Step 1: Prep the turkey
Unpack and wash the turkey in the kitchen sink. Take out the inside packet with all the giblets if yours comes with any. Apparently in Australia, they don’t come with guts. Place turkey on a rack in a roasting pan and pat the turkey dry with paper towels. OKAY, now we’re ready to get dirty. Turn the bird breast side down first – rub the entire area with butter, garlic, rosemary, sea salt, pepper and drizzle some olive oil once you’re done. Make sure to get it in the little pockets. Now flip over and do the same with the breast side up. I try to tuck some butter underneath the skin on the breast. Make sure to season the inside of the turkey with heaps of sea salt, butter (yes rub it in!), pepper, garlic and rosemary. NOW, make sure you tuck the wings back so they don’t stick out and burn. Just use some muscle and tuck it behind the body. Put some butter in the pockets and folds around the leg and wings and we’re ready to stuff! Carefully spoon in the cooled stuffing in the cavity of the bird – do not over stuff – it will expand. Just enough to fill the bird loosely. Now take some cooking twine and tie the legs together – I like to tie the legs down to the butt as much as possible to get it nice and closed. Put one last drizzle of olive oil and you’re ready for the roasting.

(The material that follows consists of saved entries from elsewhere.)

use pikere::{ErrorKind, Flags, Input, MatchError, Regex, RegexBuilder};
use std::sync::Arc;
use std::time::{Duration, Instant};

fn split<'t>(re: &Regex, text: &'t str) -> Vec<&'t str> {
    re.split(text).collect()
}

#[test]
fn test_split() {
    let re = Regex::new(",").unwrap();
    assert_eq!(split(&re, "a,b,,c"), vec!["a", "b", "", "c"]);
    assert_eq!(split(&re, ",a,"), vec!["", "a", ""]);
    assert_eq!(split(&re, "abc"), vec!["abc"]);
    assert_eq!(split(&re, ""), vec![""]);

    let re = Regex::new(r"\s*;\s*").unwrap();
    assert_eq!(split(&re, "x ; y;z  ;"), vec!["x", "y", "z", ""]);
}

#[test]
fn test_split_empty_matches() {
    let re = Regex::new("x*").unwrap();
    assert_eq!(split(&re, "ab"), vec!["", "a", "b", ""]);
    let re = Regex::new("").unwrap();
    assert_eq!(split(&re, "\u{e9}a"), vec!["", "\u{e9}", "a", ""]);
}

#[test]
fn test_split_reconstructs_text() {
    let cases: &[(&str, &str)] = &[
        (",", "a,b,,c"),
        (r"\s+", "  hello   big world "),
        ("x*", "axxbx"),
        (r"\b", "one two"),
        ("[\u{e9}\u{4e00}]", "a\u{e9}b\u{4e00}c"),
    ];
    for &(pattern, text) in cases {
        let re = Regex::new(pattern).unwrap();
        let pieces: Vec<&str> = re.split(text).collect();
        let seps: Vec<&str> = re.find_iter(text).map(|m| m.as_str()).collect();
        assert_eq!(pieces.len(), seps.len() + 1, "{}", pattern);
        let mut rebuilt = String::new();
        for (i, piece) in pieces.iter().enumerate() {
            rebuilt.push_str(piece);
            if let Some(sep) = seps.get(i) {
                rebuilt.push_str(sep);
            }
        }
        assert_eq!(rebuilt, text, "{}", pattern);
    }
}

#[test]
fn test_splitn() {
    let re = Regex::new(",").unwrap();
    let text = "a,b,,c";
    assert_eq!(re.splitn(text, 0).count(), 0);
    assert_eq!(re.splitn(text, 1).collect::<Vec<_>>(), vec!["a,b,,c"]);
    assert_eq!(re.splitn(text, 2).collect::<Vec<_>>(), vec!["a", "b,,c"]);
    assert_eq!(re.splitn(text, 3).collect::<Vec<_>>(), vec!["a", "b", ",c"]);
    assert_eq!(
        re.splitn(text, 10).collect::<Vec<_>>(),
        vec!["a", "b", "", "c"]
    );
    assert_eq!(re.splitn("", 3).collect::<Vec<_>>(), vec![""]);
}

#[test]
fn test_find_iter_non_overlapping() {
    let re = Regex::new("aa").unwrap();
    let ranges: Vec<_> = re.find_iter("aaaaa").map(|m| m.range()).collect();
    assert_eq!(ranges, vec![0..2, 2..4]);

    let re = Regex::new(r"\w+").unwrap();
    let mut last_end = 0;
    for m in re.find_iter("the quick  brown fox") {
        assert!(m.start() >= last_end);
        assert!(!m.is_empty());
        last_end = m.end();
    }
    assert_eq!(re.find_iter("the quick  brown fox").count(), 4);
}

#[test]
fn test_iterators_are_fused() {
    let re = Regex::new("a").unwrap();
    let mut it = re.find_iter("a");
    assert!(it.next().is_some());
    assert!(it.next().is_none());
    assert!(it.next().is_none());

    let mut it = re.split("a");
    assert_eq!(it.next(), Some(""));
    assert_eq!(it.next(), Some(""));
    assert_eq!(it.next(), None);
    assert_eq!(it.next(), None);
}

#[test]
fn test_find_at_sees_prior_text() {
    let re = Regex::new(r"\bb").unwrap();
    assert!(re.find_at("ab", 1).is_none());
    assert_eq!(re.find_at("a b", 1).map(|m| m.range()), Some(2..3));

    let re = Regex::new(r"\Ba").unwrap();
    assert_eq!(re.find_at("ba", 1).map(|m| m.start()), Some(1));

    let caps = Regex::new(r"(\d)").unwrap().captures_at("1x2", 1).unwrap();
    assert_eq!(&caps[1], "2");
}

#[test]
#[should_panic]
fn test_find_at_requires_char_boundary() {
    let re = Regex::new("a").unwrap();
    re.find_at("\u{e9}a", 1);
}

#[test]
fn test_is_match_agrees_with_find() {
    let patterns = ["a+b", r"^\d+$", r"\bfoo", "(?i)STRASSE", "x*", "[^a]"];
    let texts = ["aab", "123", "a foo", "strasse", "", "aaa", "\u{e9}"];
    for pattern in patterns {
        let re = Regex::new(pattern).unwrap();
        for text in texts {
            assert_eq!(
                re.is_match(text),
                re.find(text).is_some(),
                "{} on {:?}",
                pattern,
                text
            );
            assert_eq!(pikere::is_match(pattern, text), Ok(re.is_match(text)));
        }
    }
    assert!(pikere::is_match("(", "x").is_err());
}

#[test]
fn test_many_groups() {
    let re = Regex::new(&"(a)".repeat(500)).unwrap();
    assert_eq!(re.captures_len(), 501);
    let text = "a".repeat(500);
    for _ in 0..20 {
        assert!(!re.is_match("b"));
        assert!(re.find("b").is_none());
    }
    assert!(re.is_match(&text));
    assert_eq!(re.find(&format!("x{}", text)).map(|m| m.range()), Some(1..501));
    let caps = re.captures(&text).unwrap();
    assert_eq!(caps.get(500).map(|m| m.range()), Some(499..500));

    // Programs whose full capture tables would be huge are rejected.
    let err = Regex::new(&"(a)".repeat(2000)).unwrap_err();
    assert_eq!(err.kind, ErrorKind::Compile);
    let re = RegexBuilder::new(&"(a)".repeat(2000))
        .size_limit(1 << 23)
        .build()
        .unwrap();
    assert!(!re.is_match("b"));
    assert_eq!(re.captures_len(), 2001);
}

#[test]
fn test_deadline() {
    let re = Regex::new(r"(a|b)*c").unwrap();
    let text = "ab".repeat(1000);
    let mut cache = re.create_cache();

    let input = Input::new(&text).deadline(Instant::now());
    assert_eq!(re.search(&input, &mut cache).err(), Some(MatchError::Timeout));
    assert_eq!(MatchError::Timeout.to_string(), "Search deadline exceeded");

    // The cache is still usable after a timeout.
    let input = Input::new(&text).deadline(Instant::now() + Duration::from_secs(60));
    assert_eq!(re.search(&input, &mut cache).map(|c| c.is_some()), Ok(false));
    let caps = re
        .search(&Input::new("abc"), &mut cache)
        .unwrap()
        .unwrap();
    assert_eq!(&caps[0], "abc");
    assert_eq!(&caps[1], "b");
}

#[test]
fn test_cache_reuse() {
    let re = Regex::new(r"(?P<k>\w+)=(?P<v>\w*)").unwrap();
    let mut cache = re.create_cache();
    let texts = ["a=1", "nothing", "key=", "x=y z=w"];
    let found: Vec<Option<(String, String)>> = texts
        .iter()
        .map(|text| {
            re.search(&Input::new(text), &mut cache)
                .unwrap()
                .map(|caps| (caps["k"].to_string(), caps["v"].to_string()))
        })
        .collect();
    assert_eq!(
        found,
        vec![
            Some(("a".to_string(), "1".to_string())),
            None,
            Some(("key".to_string(), "".to_string())),
            Some(("x".to_string(), "y".to_string())),
        ]
    );
}

#[test]
fn test_search_input() {
    let re = Regex::new(r"\d+").unwrap();
    let mut cache = re.create_cache();
    let input = Input::new("a1b22");
    assert_eq!(input.text(), "a1b22");
    let caps = re.search(&input.start(2), &mut cache).unwrap().unwrap();
    assert_eq!(caps.get(0).map(|m| m.range()), Some(3..5));
    assert!(re
        .search(&Input::new("a1").start(3), &mut cache)
        .unwrap()
        .is_none());
}

#[test]
fn test_shared_across_threads() {
    fn assert_send_sync<T: Send + Sync>() {}
    assert_send_sync::<Regex>();
    assert_send_sync::<pikere::Cache>();

    let re = Arc::new(Regex::new(r"(\d+)-(\d+)").unwrap());
    let handles: Vec<_> = (0..4)
        .map(|i| {
            let re = Arc::clone(&re);
            std::thread::spawn(move || {
                let text = format!("{}-{}", i, i * 10);
                let caps = re.captures(&text).unwrap();
                caps[1].parse::<u32>().unwrap() + caps[2].parse::<u32>().unwrap()
            })
        })
        .collect();
    let sums: Vec<u32> = handles.into_iter().map(|h| h.join().unwrap()).collect();
    assert_eq!(sums, vec![0, 11, 22, 33]);
}

#[test]
fn test_regex_metadata() {
    let re = Regex::with_flags(r"(?P<year>\d{4})-(\d{2})(?<day>-\d{2})?", "im").unwrap();
    assert_eq!(re.as_str(), r"(?P<year>\d{4})-(\d{2})(?<day>-\d{2})?");
    assert_eq!(re.to_string(), re.as_str());
    assert_eq!(re.captures_len(), 4);
    assert_eq!(
        re.capture_names().collect::<Vec<_>>(),
        vec![None, Some("year"), None, Some("day")]
    );
    assert_eq!(re.capture_names().len(), 4);
    assert_eq!(re.capture_index("day"), Some(3));
    assert_eq!(re.capture_index("month"), None);
    let flags = re.flags();
    assert!(flags.icase && flags.multiline && !flags.dot_all && !flags.unicode);
    assert_eq!(flags.to_string(), "mi");

    let parsed: Regex = "a+".parse().unwrap();
    assert_eq!(parsed.as_str(), "a+");
    assert!("(".parse::<Regex>().is_err());
}

#[test]
fn test_builder() {
    let re = RegexBuilder::new("^a.b$")
        .case_insensitive(true)
        .multi_line(true)
        .dot_matches_new_line(true)
        .build()
        .unwrap();
    assert_eq!(
        re.flags(),
        Flags {
            icase: true,
            multiline: true,
            dot_all: true,
            unicode: false,
        }
    );
    assert!(re.is_match("x\nA\nB"));

    let re = RegexBuilder::new(r"\w").unicode(true).build().unwrap();
    assert!(re.is_match("\u{3b1}"));
}

#[test]
fn test_captures_api() {
    let re = Regex::new(r"(?P<a>x)?(?P<b>y)").unwrap();
    let caps = re.captures("zy").unwrap();
    assert_eq!(caps.len(), 3);
    assert!(caps.name("a").is_none());
    assert_eq!(caps.name("b").map(|m| m.range()), Some(1..2));
    assert!(caps.name("c").is_none());
    assert!(caps.get(7).is_none());
    assert_eq!(
        caps.iter_named()
            .map(|(name, m)| (name, m.map(|m| m.as_str())))
            .collect::<Vec<_>>(),
        vec![("a", None), ("b", Some("y"))]
    );

    let mut dst = String::from(">");
    caps.expand("[$a|$b|${0}]", &mut dst);
    assert_eq!(dst, ">[|y|y]");
}

#[test]
fn test_captures_iter() {
    let re = Regex::new(r"(\w)=(\d)").unwrap();
    let pairs: Vec<(String, String)> = re
        .captures_iter("a=1, b=2, c=x, d=4")
        .map(|caps| (caps[1].to_string(), caps[2].to_string()))
        .collect();
    assert_eq!(
        pairs,
        vec![
            ("a".to_string(), "1".to_string()),
            ("b".to_string(), "2".to_string()),
            ("d".to_string(), "4".to_string()),
        ]
    );
}

#[test]
#[should_panic(expected = "no group at index '2'")]
fn test_index_missing_group() {
    let re = Regex::new("(a)|(b)").unwrap();
    let caps = re.captures("a").unwrap();
    let _ = &caps[2];
}

#[test]
#[should_panic(expected = "no group named 'nope'")]
fn test_index_missing_name() {
    let re = Regex::new("(?P<yes>a)").unwrap();
    let caps = re.captures("a").unwrap();
    let _ = &caps["nope"];
}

Should look a bit like this:
Thanksgiving 2008

Step 2: The roasting
Cover the legs with foil. Pour about 2 cups of turkey or chicken broth onto the pan – we’ll need this for basting. In it goes for about 20 minutes at 400°F or 200°C. It’ll start looking a little brown, now we turn the oven down to about 325°F or 180°C. Baste the turkey with the stock in the tray all on top, just a couple times and try to not let the heat escape the oven. Baste every 30 minutes and rotate the tray every hour. My oven is a bit uneven, even with the fan-forced on so make sure to rotate the bird to get it cooking evenly. At around the 3 1/2 hour mark, make a tent for the bird and continue roasting. It should be looking pretty good by now and we don’t want to burn the top. Make sure to check the bird with a thermometer in the breast, stuffing and armpit area. It should read around 180°F or around 80°C for the thickest part of the thigh. Stuffing should be around 150°F or around 70°C. It doesn’t have to be exact – if you have a trustworthy thermometer that tells you what’s best for poultry, go with that! You’ll be able to tell that it’s done when the juices runs clear when you cut into it.

Step 3: You wait
Once the bird is done, take it out of the oven and let it sit for a while before carving. Best to take out the roasting tray and turkey and put it on a cutting board so you can start on the gravy. But if you’re not serving for a while, it’s okay to let it sit in the tray, make sure you keep basting to keep it moist and cover with foil.

Happy Thanksgiving!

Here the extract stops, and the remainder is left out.